Instructions to follow
Copy exactly, please, each line of the data below until the line that contains "aligned cache-line read." has been copied, beginning at the top.

(Records from a data source)
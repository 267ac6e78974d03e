// Copyright 2023 Google LLC
//
// Licensed under the Apache License, Version 2.0 (the "License");
// you may not use this file except in compliance with the License.
// You may obtain a copy of the License at
//
//      http://www.apache.org/licenses/LICENSE-2.0
//
// Unless required by applicable law or agreed to in writing, software
// distributed under the License is distributed on an "AS IS" BASIS,
// WITHOUT WARRANTIES OR CONDITIONS OF ANY KIND, either express or implied.
// See the License for the specific language governing permissions and
// limitations under the License.

use crate::error::Error;
use crate::Cycle;
use serde::{Deserialize, Serialize};
use std::fs::File;
use std::io::BufReader;
use std::path::Path;

/// Most cores a PE will host.
pub const MAX_CORES: usize = 64;
/// Most neurons a core will host.
pub const MAX_NEURONS_PER_CORE: usize = 1024;

/// LIF neuron parameters, shared by every neuron of a core.
#[derive(Clone, Copy, Debug, Deserialize, Serialize)]
pub struct NeuronConfiguration {
    pub v_thresh: f32,
    pub v_reset: f32,
    pub v_rest: f32,
    /// Membrane time constant in milliseconds; the leak step is 1 ms.
    pub tau_mem: f32,
    /// Refractory window in cycles.
    pub t_ref: u32,
}

impl Default for NeuronConfiguration {
    fn default() -> Self {
        Self {
            v_thresh: 1.0,
            v_reset: 0.0,
            v_rest: 0.0,
            tau_mem: 20.0,
            t_ref: 2,
        }
    }
}

/// Virtual-channel parameters of the on-chip ring.
#[derive(Clone, Copy, Debug, Deserialize, Serialize)]
pub struct RingConfiguration {
    /// Virtual channels per direction at each node.
    pub num_vcs: usize,
    /// Credits (buffer slots) per virtual channel.
    pub credits_per_vc: u32,
}

impl Default for RingConfiguration {
    fn default() -> Self {
        Self {
            num_vcs: 2,
            credits_per_vc: 8,
        }
    }
}

/// Synaptic weight fetch behavior of a core.
#[derive(Clone, Copy, Debug, Deserialize, Serialize)]
pub struct WeightFetchConfiguration {
    /// Fetch weights from memory instead of relying on event weights.
    pub enable_weight_fetch: bool,
    /// On a cache miss, fall back to the event-carried weight instead of 0.
    pub use_event_weight_fallback: bool,
    /// Merge a miss into an aligned cache-line read.
    pub merge_read_cacheline: bool,
    /// Merge a miss into a full weight-matrix row read. Wins over the
    /// cache-line merge when both are set.
    pub merge_read_row: bool,
    pub line_size_bytes: u32,
    /// In-flight read cap per core; misses beyond it use the fallback.
    pub max_outstanding_requests: usize,
    /// Weight cache capacity; the cache is cleared wholesale on overflow.
    pub max_cache_entries: usize,
    /// First byte of this core's weight block in memory.
    pub base_addr: u64,
    /// Cycles to wait before the first memory access.
    pub memory_warmup_cycles: Cycle,
}

impl Default for WeightFetchConfiguration {
    fn default() -> Self {
        Self {
            enable_weight_fetch: false,
            use_event_weight_fallback: false,
            merge_read_cacheline: true,
            merge_read_row: false,
            line_size_bytes: 64,
            max_outstanding_requests: 16,
            max_cache_entries: 4096,
            base_addr: 0,
            memory_warmup_cycles: 1000,
        }
    }
}

/// Deterministic synthetic traffic emitted by a PE.
#[derive(Clone, Copy, Debug, Deserialize, Serialize)]
pub struct TestTrafficConfiguration {
    pub enable_test_traffic: bool,
    /// Cycles between bursts.
    pub test_period: Cycle,
    pub test_spikes_per_burst: u32,
    /// Total spike budget; 0 means unlimited.
    pub test_max_spikes: u32,
    pub test_target_node: u32,
    pub test_weight: f32,
}

impl Default for TestTrafficConfiguration {
    fn default() -> Self {
        Self {
            enable_test_traffic: false,
            test_period: 100,
            test_spikes_per_burst: 4,
            test_max_spikes: 10,
            test_target_node: 0,
            test_weight: 0.2,
        }
    }
}

/// Startup weight verification: sample reads compared against an expected
/// constant.
#[derive(Clone, Copy, Debug, Deserialize, Serialize)]
pub struct VerifyConfiguration {
    pub verify_weights: bool,
    pub weight_verify_samples: u32,
    pub expected_weight_value: f32,
    pub verify_epsilon: f32,
}

impl Default for VerifyConfiguration {
    fn default() -> Self {
        Self {
            verify_weights: false,
            weight_verify_samples: 16,
            expected_weight_value: 0.0,
            verify_epsilon: 1e-4,
        }
    }
}

/// Destination selection for spikes emitted by firing neurons.
#[derive(Clone, Copy, Debug, Deserialize, Serialize, PartialEq, Eq)]
#[serde(rename_all = "snake_case")]
pub enum FiringPolicyKind {
    /// The reference 16-node feed-forward mapping: input nodes 0-3 fan out
    /// to hidden nodes 4-11, hidden nodes fan in to output nodes 12-15,
    /// output nodes emit nothing.
    FeedForward16,
    /// Fired neurons emit no outbound spikes.
    Silent,
}

impl Default for FiringPolicyKind {
    fn default() -> Self {
        Self::FeedForward16
    }
}

/// Everything needed to build one PE.
#[derive(Clone, Debug, Deserialize, Serialize)]
pub struct PeConfiguration {
    pub node_id: u32,
    pub num_cores: usize,
    pub neurons_per_core: usize,
    /// First global neuron id owned by this PE.
    pub global_neuron_base: u64,
    #[serde(default)]
    pub neuron: NeuronConfiguration,
    #[serde(default)]
    pub ring: RingConfiguration,
    #[serde(default)]
    pub weight_fetch: WeightFetchConfiguration,
    #[serde(default)]
    pub test_traffic: TestTrafficConfiguration,
    #[serde(default)]
    pub verify: VerifyConfiguration,
    #[serde(default)]
    pub firing_policy: FiringPolicyKind,
}

impl Default for PeConfiguration {
    fn default() -> Self {
        Self {
            node_id: 0,
            num_cores: 4,
            neurons_per_core: 64,
            global_neuron_base: 0,
            neuron: NeuronConfiguration::default(),
            ring: RingConfiguration::default(),
            weight_fetch: WeightFetchConfiguration::default(),
            test_traffic: TestTrafficConfiguration::default(),
            verify: VerifyConfiguration::default(),
            firing_policy: FiringPolicyKind::default(),
        }
    }
}

impl PeConfiguration {
    pub fn total_neurons(&self) -> usize {
        self.num_cores * self.neurons_per_core
    }

    /// Reject configurations the hardware cannot express. Fatal at
    /// construction; nothing is range-checked again at runtime.
    pub fn validate(&self) -> Result<(), Error> {
        if self.num_cores == 0 || self.num_cores > MAX_CORES {
            return Err(Error::InvalidConfiguration(format!(
                "num_cores must be in 1..={}, got {}",
                MAX_CORES, self.num_cores
            )));
        }
        if self.neurons_per_core == 0 || self.neurons_per_core > MAX_NEURONS_PER_CORE {
            return Err(Error::InvalidConfiguration(format!(
                "neurons_per_core must be in 1..={}, got {}",
                MAX_NEURONS_PER_CORE, self.neurons_per_core
            )));
        }
        if self.ring.num_vcs == 0 {
            return Err(Error::InvalidConfiguration(
                "at least one virtual channel per direction is required".to_string(),
            ));
        }
        Ok(())
    }
}

#[derive(Clone, Copy, Debug, Deserialize, Serialize, PartialEq, Eq)]
#[serde(rename_all = "lowercase")]
pub enum TopologyType {
    Mesh2d,
    Torus2d,
}

/// Shape of the inter-PE network.
#[derive(Clone, Debug, Deserialize, Serialize)]
pub struct TopologyConfiguration {
    pub topology_type: TopologyType,
    /// "WxH", e.g. "4x4".
    pub topology_shape: String,
}

impl Default for TopologyConfiguration {
    fn default() -> Self {
        Self {
            topology_type: TopologyType::Mesh2d,
            topology_shape: "4x4".to_string(),
        }
    }
}

impl TopologyConfiguration {
    /// Parse the "WxH" shape string. Zero-sized axes are invalid.
    pub fn dimensions(&self) -> Result<(usize, usize), Error> {
        let mut parts = self.topology_shape.split('x');
        let parse = |part: Option<&str>| {
            part.and_then(|p| p.parse::<usize>().ok())
                .filter(|&d| d > 0)
        };
        match (parse(parts.next()), parse(parts.next()), parts.next()) {
            (Some(w), Some(h), None) => Ok((w, h)),
            _ => Err(Error::InvalidShape(self.topology_shape.clone())),
        }
    }
}

/// Top-level simulator configuration, read from YAML.
#[derive(Clone, Debug, Deserialize, Serialize)]
pub struct Config {
    #[serde(default)]
    pub topology: TopologyConfiguration,
    #[serde(default)]
    pub pe: PeConfiguration,
    /// Read latency of the memory model, in cycles.
    #[serde(default = "default_memory_latency")]
    pub memory_latency: Cycle,
}

fn default_memory_latency() -> Cycle {
    4
}

impl Default for Config {
    fn default() -> Self {
        Self {
            topology: TopologyConfiguration::default(),
            pe: PeConfiguration::default(),
            memory_latency: default_memory_latency(),
        }
    }
}

impl Config {
    pub fn from_file(file_name: &str) -> Self {
        let file = File::open(Path::new(file_name))
            .unwrap_or_else(|e| panic!("File {} not found. {:?}", file_name, e));
        let reader = BufReader::new(file);
        serde_yaml::from_reader(reader).unwrap()
    }

    pub fn from_str(config: &str) -> Self {
        serde_yaml::from_str(config).unwrap()
    }
}

#[cfg(test)]
mod tests {
    use super::*;

    #[test]
    fn read_yaml_config() {
        let conf_str = "---
topology:
  topology_type: torus2d
  topology_shape: 4x4
pe:
  node_id: 0
  num_cores: 4
  neurons_per_core: 4
  global_neuron_base: 0
  neuron:
    v_thresh: 1.0
    v_reset: 0.0
    v_rest: 0.0
    tau_mem: 20.0
    t_ref: 2
  ring:
    num_vcs: 2
    credits_per_vc: 8
memory_latency: 2
";
        let config = Config::from_str(conf_str);
        assert_eq!(config.topology.topology_type, TopologyType::Torus2d);
        assert_eq!(config.topology.dimensions().unwrap(), (4, 4));
        assert_eq!(config.pe.num_cores, 4);
        assert_eq!(config.pe.neurons_per_core, 4);
        assert_eq!(config.pe.total_neurons(), 16);
        assert_eq!(config.pe.ring.credits_per_vc, 8);
        assert_eq!(config.pe.firing_policy, FiringPolicyKind::FeedForward16);
        assert_eq!(config.memory_latency, 2);
        config.pe.validate().unwrap();
    }

    #[test]
    fn write_yaml_config() {
        let config = Config::default();
        let text = serde_yaml::to_string(&config).unwrap();
        let back = Config::from_str(&text);
        assert_eq!(back.pe.num_cores, config.pe.num_cores);
        assert_eq!(back.topology.topology_shape, "4x4");
    }

    #[test]
    fn core_count_bounds() {
        let mut pe = PeConfiguration::default();
        pe.validate().unwrap();
        pe.num_cores = 0;
        assert!(matches!(pe.validate(), Err(Error::InvalidConfiguration(_))));
        pe.num_cores = MAX_CORES + 1;
        assert!(matches!(pe.validate(), Err(Error::InvalidConfiguration(_))));
        pe.num_cores = MAX_CORES;
        pe.neurons_per_core = MAX_NEURONS_PER_CORE + 1;
        assert!(matches!(pe.validate(), Err(Error::InvalidConfiguration(_))));
    }

    #[test]
    fn shape_parsing() {
        let mut topo = TopologyConfiguration::default();
        assert_eq!(topo.dimensions().unwrap(), (4, 4));
        topo.topology_shape = "8x2".to_string();
        assert_eq!(topo.dimensions().unwrap(), (8, 2));
        for bad in ["", "4", "4x", "x4", "0x4", "4x4x4", "axb"] {
            topo.topology_shape = bad.to_string();
            assert!(topo.dimensions().is_err(), "shape {:?} should fail", bad);
        }
    }
}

Answer to the exercise
repository 267ac6e78974d03e
// Copyright 2023 Google LLC
//
// Licensed under the Apache License, Version 2.0 (the "License");
// you may not use this file except in compliance with the License.
// You may obtain a copy of the License at
//
//      http://www.apache.org/licenses/LICENSE-2.0
//
// Unless required by applicable law or agreed to in writing, software
// distributed under the License is distributed on an "AS IS" BASIS,
// WITHOUT WARRANTIES OR CONDITIONS OF ANY KIND, either express or implied.
// See the License for the specific language governing permissions and
// limitations under the License.

use crate::error::Error;
use crate::Cycle;
use serde::{Deserialize, Serialize};
use std::fs::File;
use std::io::BufReader;
use std::path::Path;

/// Most cores a PE will host.
pub const MAX_CORES: usize = 64;
/// Most neurons a core will host.
pub const MAX_NEURONS_PER_CORE: usize = 1024;

/// LIF neuron parameters, shared by every neuron of a core.
#[derive(Clone, Copy, Debug, Deserialize, Serialize)]
pub struct NeuronConfiguration {
    pub v_thresh: f32,
    pub v_reset: f32,
    pub v_rest: f32,
    /// Membrane time constant in milliseconds; the leak step is 1 ms.
    pub tau_mem: f32,
    /// Refractory window in cycles.
    pub t_ref: u32,
}

impl Default for NeuronConfiguration {
    fn default() -> Self {
        Self {
            v_thresh: 1.0,
            v_reset: 0.0,
            v_rest: 0.0,
            tau_mem: 20.0,
            t_ref: 2,
        }
    }
}

/// Virtual-channel parameters of the on-chip ring.
#[derive(Clone, Copy, Debug, Deserialize, Serialize)]
pub struct RingConfiguration {
    /// Virtual channels per direction at each node.
    pub num_vcs: usize,
    /// Credits (buffer slots) per virtual channel.
    pub credits_per_vc: u32,
}

impl Default for RingConfiguration {
    fn default() -> Self {
        Self {
            num_vcs: 2,
            credits_per_vc: 8,
        }
    }
}

/// Synaptic weight fetch behavior of a core.
#[derive(Clone, Copy, Debug, Deserialize, Serialize)]
pub struct WeightFetchConfiguration {
    /// Fetch weights from memory instead of relying on event weights.
    pub enable_weight_fetch: bool,
    /// On a cache miss, fall back to the event-carried weight instead of 0.
    pub use_event_weight_fallback: bool,
    /// Merge a miss into an aligned cache-line read.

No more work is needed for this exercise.